WORK TASK » Below are entries; work out how many of their lines hold "cannot", giving only that number.

______________________________

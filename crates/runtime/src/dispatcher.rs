//! Query → serialise → execute pipeline around the authoritative park.
//!
//! The dispatcher owns the [`GameState`] and is the only place actions are
//! executed. Every action is queried first; only a successful query is
//! executed, and only a successful execution is paid for, logged and
//! replicated.

use tracing::{debug, warn};

use park_core::{
    Action, ActionFlags, ActionResult, CommandFlags, GameAction, GameConfig, GameEnv, GameState,
    Money, NetworkMode, PlayerId, SceneryOracle, StateChecksum, Status, StringId,
};

use crate::config::RuntimeConfig;
use crate::error::{Result, RuntimeError};
use crate::queue::NetworkActionQueue;
use crate::repository::{ACTION_LOG_FILE, ActionLogEntry, ActionRepository, FileActionLog};

/// Height of the surface in freshly generated parks, in height units.
pub const DEFAULT_SURFACE_HEIGHT: u8 = 14;

pub struct ActionDispatcher {
    state: GameState,
    config: GameConfig,
    scenery: Option<Box<dyn SceneryOracle>>,
    paused: bool,
    tick: u32,
    next_network_id: u32,
    queue: NetworkActionQueue,
    /// Encoded actions waiting to be sent to peers.
    outbound: Vec<Vec<u8>>,
    log: Option<Box<dyn ActionRepository>>,
    sequence: u64,
}

impl ActionDispatcher {
    pub fn new(state: GameState, config: GameConfig) -> Self {
        Self {
            state,
            config,
            scenery: None,
            paused: false,
            tick: 0,
            next_network_id: 0,
            queue: NetworkActionQueue::new(),
            outbound: Vec::new(),
            log: None,
            sequence: 0,
        }
    }

    /// Fresh flat park set up from `config`, logging to the session
    /// directory when enabled.
    ///
    /// # Errors
    ///
    /// Fails if the action log cannot be opened.
    pub fn from_config(config: &RuntimeConfig) -> Result<Self> {
        let mut state = GameState::flat(&config.game, DEFAULT_SURFACE_HEIGHT);
        state.network.mode = config.network_mode;
        state.finance.cash = config.starting_cash;

        let mut dispatcher = Self::new(state, config.game.clone());
        if config.enable_action_log {
            let dir = config
                .session_dir()
                .unwrap_or_else(|| config.resolved_data_dir().join("default"));
            let log = FileActionLog::open_or_create(&dir, ACTION_LOG_FILE)?;
            dispatcher = dispatcher.with_action_log(Box::new(log));
        }
        Ok(dispatcher)
    }

    #[must_use]
    pub fn with_scenery(mut self, scenery: impl SceneryOracle + 'static) -> Self {
        self.scenery = Some(Box::new(scenery));
        self
    }

    #[must_use]
    pub fn with_action_log(mut self, log: Box<dyn ActionRepository>) -> Self {
        self.log = Some(log);
        self
    }

    pub fn state(&self) -> &GameState {
        &self.state
    }

    pub fn state_mut(&mut self) -> &mut GameState {
        &mut self.state
    }

    pub fn config(&self) -> &GameConfig {
        &self.config
    }

    pub fn tick(&self) -> u32 {
        self.tick
    }

    pub fn is_paused(&self) -> bool {
        self.paused
    }

    pub fn set_paused(&mut self, paused: bool) {
        self.paused = paused;
    }

    pub fn pending(&self) -> usize {
        self.queue.len()
    }

    /// # Errors
    ///
    /// Fails if the world cannot be encoded.
    pub fn checksum(&self) -> Result<StateChecksum> {
        Ok(self.state.checksum()?)
    }

    /// Validates `action` without touching the world.
    ///
    /// On top of the action's own checks this rejects actions that may not
    /// run while paused or outside the editor, and actions the park cannot
    /// afford.
    pub fn query(&self, action: &Action) -> ActionResult {
        let env = GameEnv::new(&self.config, self.scenery.as_deref());
        let flags = action.flags();
        let action_flags = action.action_flags();

        if self.paused
            && !action_flags.contains(ActionFlags::ALLOW_WHILE_PAUSED)
            && !flags.contains(CommandFlags::ALLOW_DURING_PAUSED)
        {
            return ActionResult::error(
                Status::GamePaused,
                StringId::ConstructionNotPossibleWhileGameIsPaused,
                StringId::None,
            );
        }
        if action_flags.contains(ActionFlags::EDITOR_ONLY) && !self.config.editor_mode {
            return ActionResult::error(
                Status::NotInEditorMode,
                StringId::CantDoThis,
                StringId::EditorOnly,
            );
        }

        let result = action.query(&self.state, &env);
        if result.is_ok() && charges(flags) && !self.state.finance.can_afford(result.cost) {
            return result.fail(
                Status::InsufficientFunds,
                StringId::CantDoThis,
                StringId::NotEnoughCashRequires,
            );
        }
        result
    }

    /// Runs `action` through query and, if it passes, execution.
    ///
    /// A client forwards its own actions to the server instead of executing
    /// them; they run once they come back replicated. A server broadcasts
    /// every action it executes.
    ///
    /// # Errors
    ///
    /// Gameplay rejections are returned as `Ok` results. Errors are limited
    /// to encoding the action for the wire and appending to the action log.
    pub fn execute(&mut self, mut action: Action) -> Result<ActionResult> {
        let command = action.action_type();
        let player = action.player();
        let mode = self.state.network.mode;
        let replicated = action.flags().contains(CommandFlags::NETWORKED);

        if mode == NetworkMode::Server
            && !self
                .state
                .network
                .can_perform(player, command.required_permission())
        {
            warn!(%command, %player, "player lacks permission");
            return Ok(ActionResult::error(
                Status::Disallowed,
                StringId::CantDoThis,
                StringId::PermissionDenied,
            ));
        }

        let queried = if mode == NetworkMode::Client && replicated {
            // Already accepted by the server; local pause and cash do not apply.
            let env = GameEnv::new(&self.config, self.scenery.as_deref());
            action.query(&self.state, &env)
        } else {
            self.query(&action)
        };
        if !queried.is_ok() {
            debug!(%command, status = ?queried.status, "query rejected action");
            return Ok(queried);
        }

        if mode == NetworkMode::Client && !replicated {
            action.envelope_mut().network_id = self.allocate_network_id();
            self.outbound.push(action.encode()?);
            debug!(%command, "forwarded action to server");
            return Ok(queried);
        }

        let env = GameEnv::new(&self.config, self.scenery.as_deref());
        let result = action.execute(&mut self.state, &env);
        if !result.is_ok() {
            debug!(%command, status = ?result.status, "execute rejected action");
            return Ok(result);
        }

        if charges(action.flags())
            && result.cost != Money::ZERO
            && let Some(kind) = result.expenditure
        {
            self.state.finance.pay(result.cost, kind);
        }

        self.record(&action)?;

        if mode == NetworkMode::Server {
            let flags = action.flags() | CommandFlags::NETWORKED;
            self.outbound.push(action.with_flags(flags).encode()?);
        }

        debug!(%command, cost = result.cost.0, tick = self.tick, "executed action");
        Ok(result)
    }

    /// Accepts an action from a peer for execution on `tick`.
    ///
    /// `sender` is the player bound to the connection the bytes arrived on.
    /// A server stamps it over the envelope's player so permission checks
    /// see who actually sent the action. A client keeps the envelope's
    /// player, which the server has already stamped.
    ///
    /// # Errors
    ///
    /// Fails if the payload does not decode or `tick` has already passed.
    pub fn receive(&mut self, tick: u32, sender: PlayerId, bytes: &[u8]) -> Result<()> {
        if tick < self.tick {
            return Err(RuntimeError::StaleTick {
                tick,
                current: self.tick,
            });
        }
        let mut action = Action::decode(bytes)?;
        if self.state.network.mode == NetworkMode::Server {
            if action.player() != sender {
                warn!(claimed = %action.player(), %sender, "replacing claimed player");
            }
            action = action.with_player(sender);
        }
        let flags = action.flags() | CommandFlags::NETWORKED;
        debug!(command = %action.action_type(), tick, player = %action.player(), "received action");
        self.queue.push(tick, action.with_flags(flags));
        Ok(())
    }

    /// Schedules a local action for `tick`.
    pub fn enqueue(&mut self, tick: u32, action: Action) {
        self.queue.push(tick, action);
    }

    /// Advances to `tick` and executes every queued action due by then.
    ///
    /// # Errors
    ///
    /// Stops at the first infrastructure error; remaining actions of the
    /// batch are dropped.
    pub fn process_tick(&mut self, tick: u32) -> Result<Vec<ActionResult>> {
        self.tick = self.tick.max(tick);
        self.queue
            .pop_ready(tick)
            .into_iter()
            .map(|(_, action)| self.execute(action))
            .collect()
    }

    /// Re-executes logged actions in order, each on its recorded tick.
    ///
    /// # Errors
    ///
    /// Fails on an entry whose payload no longer decodes.
    pub fn replay(&mut self, entries: &[ActionLogEntry]) -> Result<Vec<ActionResult>> {
        let mut results = Vec::with_capacity(entries.len());
        for entry in entries {
            self.tick = self.tick.max(entry.tick);
            results.push(self.execute(entry.decode()?)?);
        }
        Ok(results)
    }

    /// Drains encoded actions waiting to be sent to peers.
    pub fn take_outbound(&mut self) -> Vec<Vec<u8>> {
        std::mem::take(&mut self.outbound)
    }

    /// # Errors
    ///
    /// Propagates the repository's flush error.
    pub fn flush_log(&mut self) -> Result<()> {
        if let Some(log) = self.log.as_mut() {
            log.flush()?;
        }
        Ok(())
    }

    fn record(&mut self, action: &Action) -> Result<()> {
        let Some(log) = self.log.as_mut() else {
            return Ok(());
        };
        let entry = ActionLogEntry::new(self.sequence, self.tick, action)?;
        log.append(&entry)?;
        self.sequence += 1;
        Ok(())
    }

    fn allocate_network_id(&mut self) -> u32 {
        let id = self.next_network_id;
        self.next_network_id = self.next_network_id.wrapping_add(1);
        id
    }
}

/// Ghost previews and explicit no-spend actions are free.
fn charges(flags: CommandFlags) -> bool {
    !flags.intersects(CommandFlags::NO_SPEND | CommandFlags::GHOST)
}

______________________________

THE ANSWER » 3